Dettori has had to show real character to make it back to the top, his partnership with Godolphin ending and his woes compounded by a failed drugs test leading to a six-month ban.
Cochrane said: "We all make mistakes. But he has come back strongly and his partnership with trainer John Gosden has been a big factor.
"If you ask me, Frankie is the best jockey in the world. I am sure he will go on for another four or five years.
"Frankie can pick and choose what he wants to do when he retires. He's building a new house and is also involved in breeding and the media."
Not too many agents can give clients a run for their money when it comes to sporting achievements.

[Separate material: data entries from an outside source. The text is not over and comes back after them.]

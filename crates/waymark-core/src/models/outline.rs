use serde::{Deserialize, Serialize};

#[derive(Debug, Clone, Serialize, Deserialize, PartialEq, Eq)]
pub struct OutlineEntry {
    pub id: String,
    pub label: String,
    pub level: u8,
}

/// One heading as delivered by a heading source, in document order. The
/// optional `id` is a pre-assigned identifier that scan keeps verbatim.
#[derive(Debug, Clone, Serialize, Deserialize, PartialEq, Eq)]
pub struct HeadingSpan {
    pub text: String,
    pub level: u8,
    #[serde(default)]
    pub id: Option<String>,
}

/// One observed heading and its visible fraction. A batch of samples is one
/// observer callback: the set of headings currently intersecting the viewport.
#[derive(Debug, Clone, Serialize, Deserialize, PartialEq)]
pub struct VisibilitySample {
    pub id: String,
    pub ratio: f32,
}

But Cochrane has won the biggest races all over the world. Recalling his Derby success on Kahyasi, he said: "It was a fantastic day - I was lucky to ride for great connections. Winning the Derby is a career highlight for anyone.
"It was my first ride in the race. I knew I had a good chance. But you don't take it all in until long after it's all over. I was introduced to the Queen after the race, which was nice.
"Winning the Oaks and the 1,000 Guineas was very special too and I was lucky enough to ride Kahyasi to victory in the Irish Derby. They are all incredible days," said Cochrane, who is impressed by the way in which Ulster great AP McCoy is dealing with retirement.
He said: "You need to have direction in your life and AP has that. He has plenty on his plate although I'm sure he misses race riding.
"Nearly all jockeys do when they retire. It's a real wrench."
Ray Cochrane seems to have taken it in his stride.